* [DIRECTIONS FOR THIS TASK] Lines with the word "filename": copy all of them from the entries below.

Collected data
━━━

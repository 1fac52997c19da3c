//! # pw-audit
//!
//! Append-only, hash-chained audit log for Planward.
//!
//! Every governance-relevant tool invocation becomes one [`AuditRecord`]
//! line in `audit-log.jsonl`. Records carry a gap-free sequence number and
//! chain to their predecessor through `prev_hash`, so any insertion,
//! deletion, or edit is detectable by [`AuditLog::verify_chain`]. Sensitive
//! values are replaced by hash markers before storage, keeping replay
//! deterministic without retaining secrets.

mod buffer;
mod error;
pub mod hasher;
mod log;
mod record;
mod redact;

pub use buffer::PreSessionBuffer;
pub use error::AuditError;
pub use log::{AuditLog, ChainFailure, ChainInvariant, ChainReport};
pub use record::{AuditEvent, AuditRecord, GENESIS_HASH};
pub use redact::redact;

━━━

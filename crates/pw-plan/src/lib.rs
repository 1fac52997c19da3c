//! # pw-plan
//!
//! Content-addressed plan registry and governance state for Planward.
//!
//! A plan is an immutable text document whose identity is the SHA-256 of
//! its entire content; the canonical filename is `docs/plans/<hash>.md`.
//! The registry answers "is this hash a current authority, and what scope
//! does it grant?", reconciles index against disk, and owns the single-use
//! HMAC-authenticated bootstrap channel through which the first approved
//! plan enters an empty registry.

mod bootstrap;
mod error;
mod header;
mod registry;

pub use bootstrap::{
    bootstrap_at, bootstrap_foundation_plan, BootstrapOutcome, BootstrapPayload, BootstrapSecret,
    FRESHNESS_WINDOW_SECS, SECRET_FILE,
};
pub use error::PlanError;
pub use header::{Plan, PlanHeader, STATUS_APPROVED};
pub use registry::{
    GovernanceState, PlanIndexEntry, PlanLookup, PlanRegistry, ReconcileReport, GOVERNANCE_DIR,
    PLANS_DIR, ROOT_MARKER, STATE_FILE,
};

━━━

* [EXERCISE SOLUTION]
filename crates/pw-plan/src/lib.rs
//! its entire content; the canonical filename is `docs/plans/<hash>.md`.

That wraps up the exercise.